Stored items:
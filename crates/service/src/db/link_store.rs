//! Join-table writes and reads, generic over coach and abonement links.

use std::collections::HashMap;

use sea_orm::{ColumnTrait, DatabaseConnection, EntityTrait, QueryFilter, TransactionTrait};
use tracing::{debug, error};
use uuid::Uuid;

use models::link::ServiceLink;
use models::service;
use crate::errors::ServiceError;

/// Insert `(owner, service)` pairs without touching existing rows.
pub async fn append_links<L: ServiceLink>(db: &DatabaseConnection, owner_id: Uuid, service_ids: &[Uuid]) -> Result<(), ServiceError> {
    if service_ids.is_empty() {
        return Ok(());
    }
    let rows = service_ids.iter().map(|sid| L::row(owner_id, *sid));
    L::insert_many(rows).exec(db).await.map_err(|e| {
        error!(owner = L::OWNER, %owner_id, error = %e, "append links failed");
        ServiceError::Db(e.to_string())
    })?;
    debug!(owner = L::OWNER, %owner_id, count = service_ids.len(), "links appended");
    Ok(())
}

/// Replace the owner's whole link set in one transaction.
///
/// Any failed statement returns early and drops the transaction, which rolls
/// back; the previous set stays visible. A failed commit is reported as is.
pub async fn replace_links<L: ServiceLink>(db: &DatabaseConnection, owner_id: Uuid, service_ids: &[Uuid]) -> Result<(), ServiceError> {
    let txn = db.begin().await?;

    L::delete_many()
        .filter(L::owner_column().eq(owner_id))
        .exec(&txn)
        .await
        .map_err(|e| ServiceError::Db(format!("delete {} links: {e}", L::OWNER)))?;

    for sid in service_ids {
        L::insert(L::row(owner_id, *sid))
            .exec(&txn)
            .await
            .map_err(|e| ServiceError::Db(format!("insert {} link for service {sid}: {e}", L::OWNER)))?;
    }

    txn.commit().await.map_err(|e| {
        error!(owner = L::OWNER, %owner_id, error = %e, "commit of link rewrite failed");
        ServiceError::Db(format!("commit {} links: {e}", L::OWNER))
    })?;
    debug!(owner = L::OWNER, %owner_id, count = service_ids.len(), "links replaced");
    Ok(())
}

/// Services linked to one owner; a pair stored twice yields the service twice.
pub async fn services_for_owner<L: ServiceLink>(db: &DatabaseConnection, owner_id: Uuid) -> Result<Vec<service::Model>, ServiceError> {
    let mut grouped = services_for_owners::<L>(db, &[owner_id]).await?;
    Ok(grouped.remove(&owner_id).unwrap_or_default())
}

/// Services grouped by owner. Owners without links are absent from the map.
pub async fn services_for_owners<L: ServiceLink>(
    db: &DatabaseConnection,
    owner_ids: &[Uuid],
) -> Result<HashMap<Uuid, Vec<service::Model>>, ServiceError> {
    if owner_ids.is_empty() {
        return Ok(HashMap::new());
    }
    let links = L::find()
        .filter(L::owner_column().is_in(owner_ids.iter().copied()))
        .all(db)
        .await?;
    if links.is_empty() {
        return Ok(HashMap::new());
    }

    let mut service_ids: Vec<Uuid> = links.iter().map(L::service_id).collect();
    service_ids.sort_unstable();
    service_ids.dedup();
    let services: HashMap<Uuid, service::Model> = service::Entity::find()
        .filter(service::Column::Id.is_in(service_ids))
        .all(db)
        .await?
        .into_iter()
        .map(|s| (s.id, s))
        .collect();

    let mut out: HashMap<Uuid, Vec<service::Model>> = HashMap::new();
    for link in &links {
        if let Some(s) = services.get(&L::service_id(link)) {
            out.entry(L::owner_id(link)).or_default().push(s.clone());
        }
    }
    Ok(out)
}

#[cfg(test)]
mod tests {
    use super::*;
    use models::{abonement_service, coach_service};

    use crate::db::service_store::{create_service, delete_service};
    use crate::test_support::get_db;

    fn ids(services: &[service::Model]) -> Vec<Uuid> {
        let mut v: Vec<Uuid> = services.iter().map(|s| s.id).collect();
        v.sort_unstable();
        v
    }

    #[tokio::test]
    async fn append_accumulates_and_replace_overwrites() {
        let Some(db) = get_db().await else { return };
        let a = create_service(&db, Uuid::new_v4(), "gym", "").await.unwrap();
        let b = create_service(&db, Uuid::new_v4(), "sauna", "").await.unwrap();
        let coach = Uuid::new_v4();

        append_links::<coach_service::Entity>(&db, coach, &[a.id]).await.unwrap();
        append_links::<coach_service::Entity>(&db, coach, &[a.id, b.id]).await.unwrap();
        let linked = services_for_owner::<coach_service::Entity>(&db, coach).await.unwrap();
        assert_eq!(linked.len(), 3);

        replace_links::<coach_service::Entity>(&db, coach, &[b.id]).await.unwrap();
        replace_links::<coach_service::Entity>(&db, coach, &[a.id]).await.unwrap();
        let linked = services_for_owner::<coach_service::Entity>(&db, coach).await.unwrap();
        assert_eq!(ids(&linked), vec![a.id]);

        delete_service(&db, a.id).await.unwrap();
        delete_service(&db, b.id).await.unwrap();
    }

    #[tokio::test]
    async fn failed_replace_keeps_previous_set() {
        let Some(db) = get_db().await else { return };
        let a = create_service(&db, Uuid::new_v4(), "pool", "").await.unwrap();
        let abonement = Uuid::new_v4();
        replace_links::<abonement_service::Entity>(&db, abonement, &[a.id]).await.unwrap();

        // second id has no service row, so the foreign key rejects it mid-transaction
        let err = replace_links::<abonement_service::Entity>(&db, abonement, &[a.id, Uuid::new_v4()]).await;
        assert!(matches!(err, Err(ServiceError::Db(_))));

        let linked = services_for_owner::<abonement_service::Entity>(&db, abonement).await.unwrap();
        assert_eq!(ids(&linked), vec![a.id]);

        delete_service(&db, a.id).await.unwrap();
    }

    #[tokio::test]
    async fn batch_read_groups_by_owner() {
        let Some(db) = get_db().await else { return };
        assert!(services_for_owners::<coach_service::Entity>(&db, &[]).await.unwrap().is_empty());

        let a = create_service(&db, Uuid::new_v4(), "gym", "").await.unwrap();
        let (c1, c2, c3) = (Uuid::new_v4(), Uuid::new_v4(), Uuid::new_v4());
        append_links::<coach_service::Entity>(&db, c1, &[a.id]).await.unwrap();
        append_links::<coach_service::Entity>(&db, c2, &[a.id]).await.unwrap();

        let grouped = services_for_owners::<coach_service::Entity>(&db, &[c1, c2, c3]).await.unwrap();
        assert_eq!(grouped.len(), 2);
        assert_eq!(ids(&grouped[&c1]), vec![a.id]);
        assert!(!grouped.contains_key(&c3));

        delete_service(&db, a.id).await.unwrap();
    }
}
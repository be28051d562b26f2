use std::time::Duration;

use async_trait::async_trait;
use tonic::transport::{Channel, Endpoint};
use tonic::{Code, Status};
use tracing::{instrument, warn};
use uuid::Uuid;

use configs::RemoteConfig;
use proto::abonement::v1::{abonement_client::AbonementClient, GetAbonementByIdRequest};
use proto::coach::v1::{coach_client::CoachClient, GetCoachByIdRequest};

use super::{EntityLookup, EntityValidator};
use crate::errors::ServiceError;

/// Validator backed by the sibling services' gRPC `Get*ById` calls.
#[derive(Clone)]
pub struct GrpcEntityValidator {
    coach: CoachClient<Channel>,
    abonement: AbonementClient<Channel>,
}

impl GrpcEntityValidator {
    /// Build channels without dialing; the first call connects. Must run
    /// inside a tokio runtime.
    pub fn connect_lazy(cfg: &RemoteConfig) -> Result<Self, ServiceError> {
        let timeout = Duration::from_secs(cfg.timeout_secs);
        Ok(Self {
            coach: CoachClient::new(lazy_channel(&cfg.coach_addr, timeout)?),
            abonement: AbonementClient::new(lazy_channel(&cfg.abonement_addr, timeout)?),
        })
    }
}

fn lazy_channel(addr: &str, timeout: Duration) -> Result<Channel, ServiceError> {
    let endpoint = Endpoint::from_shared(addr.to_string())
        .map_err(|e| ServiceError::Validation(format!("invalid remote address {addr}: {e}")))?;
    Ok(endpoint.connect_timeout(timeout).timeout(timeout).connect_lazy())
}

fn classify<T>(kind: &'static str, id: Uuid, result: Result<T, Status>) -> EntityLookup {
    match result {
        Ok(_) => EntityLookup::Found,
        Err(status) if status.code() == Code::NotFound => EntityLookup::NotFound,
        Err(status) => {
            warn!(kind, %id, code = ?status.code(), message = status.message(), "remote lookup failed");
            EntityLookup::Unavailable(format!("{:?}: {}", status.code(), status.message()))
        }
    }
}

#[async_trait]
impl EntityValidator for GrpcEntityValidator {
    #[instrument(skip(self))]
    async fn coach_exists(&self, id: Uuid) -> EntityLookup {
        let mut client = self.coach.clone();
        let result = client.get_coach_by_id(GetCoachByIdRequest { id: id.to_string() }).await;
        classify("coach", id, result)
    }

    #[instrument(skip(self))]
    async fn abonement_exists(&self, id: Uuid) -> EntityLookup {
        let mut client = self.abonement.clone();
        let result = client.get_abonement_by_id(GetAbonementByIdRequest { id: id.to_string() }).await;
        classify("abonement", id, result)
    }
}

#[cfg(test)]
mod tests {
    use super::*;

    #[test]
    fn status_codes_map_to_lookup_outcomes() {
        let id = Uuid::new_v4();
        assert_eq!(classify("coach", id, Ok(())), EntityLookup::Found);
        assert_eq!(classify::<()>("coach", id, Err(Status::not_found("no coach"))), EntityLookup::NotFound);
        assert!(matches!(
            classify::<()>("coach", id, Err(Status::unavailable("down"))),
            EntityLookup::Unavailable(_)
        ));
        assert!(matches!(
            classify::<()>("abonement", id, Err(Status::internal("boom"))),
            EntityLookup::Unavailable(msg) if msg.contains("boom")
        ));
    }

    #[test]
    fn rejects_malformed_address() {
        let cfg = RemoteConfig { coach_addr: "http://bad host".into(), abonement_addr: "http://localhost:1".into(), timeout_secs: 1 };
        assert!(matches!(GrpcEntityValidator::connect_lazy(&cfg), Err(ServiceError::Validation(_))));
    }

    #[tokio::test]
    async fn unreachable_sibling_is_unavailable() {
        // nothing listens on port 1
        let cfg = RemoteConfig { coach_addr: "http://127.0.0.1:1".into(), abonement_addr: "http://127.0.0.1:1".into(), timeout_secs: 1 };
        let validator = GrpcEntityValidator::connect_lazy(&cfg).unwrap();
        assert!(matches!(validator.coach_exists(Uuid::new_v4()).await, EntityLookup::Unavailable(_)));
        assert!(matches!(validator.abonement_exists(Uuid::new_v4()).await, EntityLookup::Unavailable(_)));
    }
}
==
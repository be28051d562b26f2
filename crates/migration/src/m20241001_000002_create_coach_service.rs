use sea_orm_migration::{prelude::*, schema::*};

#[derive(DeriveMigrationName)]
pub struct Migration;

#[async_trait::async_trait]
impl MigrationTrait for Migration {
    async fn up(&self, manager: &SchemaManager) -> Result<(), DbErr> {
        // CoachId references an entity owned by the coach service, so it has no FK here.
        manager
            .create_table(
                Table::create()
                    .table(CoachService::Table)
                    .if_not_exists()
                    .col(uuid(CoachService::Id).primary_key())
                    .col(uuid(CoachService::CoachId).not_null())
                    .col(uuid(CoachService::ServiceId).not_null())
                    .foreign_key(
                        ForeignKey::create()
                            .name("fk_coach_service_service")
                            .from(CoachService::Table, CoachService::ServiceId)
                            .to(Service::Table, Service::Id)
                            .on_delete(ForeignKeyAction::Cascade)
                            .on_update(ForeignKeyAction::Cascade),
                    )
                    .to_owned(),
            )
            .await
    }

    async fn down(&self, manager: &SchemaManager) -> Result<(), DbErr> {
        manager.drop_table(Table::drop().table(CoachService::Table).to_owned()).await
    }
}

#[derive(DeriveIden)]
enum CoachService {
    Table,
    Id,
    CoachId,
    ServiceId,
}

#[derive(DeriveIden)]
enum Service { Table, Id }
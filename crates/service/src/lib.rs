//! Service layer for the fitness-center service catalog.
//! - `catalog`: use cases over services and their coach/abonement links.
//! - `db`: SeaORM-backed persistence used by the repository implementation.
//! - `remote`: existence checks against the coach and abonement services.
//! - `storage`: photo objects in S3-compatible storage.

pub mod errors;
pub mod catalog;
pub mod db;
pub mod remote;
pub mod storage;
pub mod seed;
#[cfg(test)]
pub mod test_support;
---
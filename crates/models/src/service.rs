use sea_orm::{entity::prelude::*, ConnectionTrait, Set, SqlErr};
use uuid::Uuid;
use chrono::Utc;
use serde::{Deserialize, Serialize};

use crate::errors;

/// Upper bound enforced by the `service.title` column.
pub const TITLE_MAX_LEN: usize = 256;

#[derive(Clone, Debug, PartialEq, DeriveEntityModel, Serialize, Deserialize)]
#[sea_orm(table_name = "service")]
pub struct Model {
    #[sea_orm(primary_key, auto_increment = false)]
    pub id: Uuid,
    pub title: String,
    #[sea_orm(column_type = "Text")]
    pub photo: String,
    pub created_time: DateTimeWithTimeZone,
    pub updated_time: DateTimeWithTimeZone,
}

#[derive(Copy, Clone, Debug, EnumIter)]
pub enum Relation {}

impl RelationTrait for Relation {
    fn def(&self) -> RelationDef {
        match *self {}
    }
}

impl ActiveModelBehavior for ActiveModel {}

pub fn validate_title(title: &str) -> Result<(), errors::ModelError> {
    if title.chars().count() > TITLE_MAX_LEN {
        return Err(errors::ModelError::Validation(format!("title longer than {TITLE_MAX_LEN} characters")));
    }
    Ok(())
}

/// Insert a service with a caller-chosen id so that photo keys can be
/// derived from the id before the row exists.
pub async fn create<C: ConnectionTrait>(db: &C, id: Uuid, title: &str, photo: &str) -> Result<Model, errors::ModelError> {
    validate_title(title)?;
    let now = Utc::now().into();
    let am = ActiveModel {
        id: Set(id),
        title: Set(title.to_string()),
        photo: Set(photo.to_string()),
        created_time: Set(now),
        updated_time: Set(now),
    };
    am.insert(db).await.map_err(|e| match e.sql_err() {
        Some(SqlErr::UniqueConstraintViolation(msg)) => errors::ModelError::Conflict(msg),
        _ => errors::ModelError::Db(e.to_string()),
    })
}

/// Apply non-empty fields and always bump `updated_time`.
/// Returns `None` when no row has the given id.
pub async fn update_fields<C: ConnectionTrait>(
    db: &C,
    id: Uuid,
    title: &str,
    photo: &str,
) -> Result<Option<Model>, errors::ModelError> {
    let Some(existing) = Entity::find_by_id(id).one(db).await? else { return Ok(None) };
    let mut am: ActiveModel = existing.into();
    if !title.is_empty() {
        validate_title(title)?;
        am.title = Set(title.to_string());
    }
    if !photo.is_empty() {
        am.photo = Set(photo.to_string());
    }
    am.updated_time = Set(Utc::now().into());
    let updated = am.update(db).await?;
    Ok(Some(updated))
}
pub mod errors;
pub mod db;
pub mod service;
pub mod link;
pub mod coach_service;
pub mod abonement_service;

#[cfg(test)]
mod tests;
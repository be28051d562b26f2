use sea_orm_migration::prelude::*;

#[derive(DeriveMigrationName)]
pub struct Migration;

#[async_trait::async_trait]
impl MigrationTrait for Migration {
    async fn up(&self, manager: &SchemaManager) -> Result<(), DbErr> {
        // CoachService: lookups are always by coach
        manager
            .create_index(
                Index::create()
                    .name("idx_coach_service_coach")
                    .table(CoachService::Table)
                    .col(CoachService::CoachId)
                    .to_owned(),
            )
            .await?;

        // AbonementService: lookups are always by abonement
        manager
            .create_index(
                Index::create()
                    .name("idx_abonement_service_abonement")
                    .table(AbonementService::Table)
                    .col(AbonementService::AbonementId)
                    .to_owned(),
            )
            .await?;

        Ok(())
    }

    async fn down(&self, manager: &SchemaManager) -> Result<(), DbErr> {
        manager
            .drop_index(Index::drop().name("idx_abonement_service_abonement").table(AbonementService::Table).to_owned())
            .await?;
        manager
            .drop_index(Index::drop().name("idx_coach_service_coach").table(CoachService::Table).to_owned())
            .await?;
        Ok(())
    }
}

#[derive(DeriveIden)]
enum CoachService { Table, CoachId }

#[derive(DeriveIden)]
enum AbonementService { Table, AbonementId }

THE TASK
From the records above, pull every line that carries the word "format".

EXPECTED ANSWER
        .map_err(|e| ServiceError::Db(format!("delete {} links: {e}", L::OWNER)))?;
            .map_err(|e| ServiceError::Db(format!("insert {} link for service {sid}: {e}", L::OWNER)))?;
        ServiceError::Db(format!("commit {} links: {e}", L::OWNER))
        .map_err(|e| ServiceError::Validation(format!("invalid remote address {addr}: {e}")))?;
            EntityLookup::Unavailable(format!("{:?}: {}", status.code(), status.message()))
        return Err(errors::ModelError::Validation(format!("title longer than {TITLE_MAX_LEN} characters")));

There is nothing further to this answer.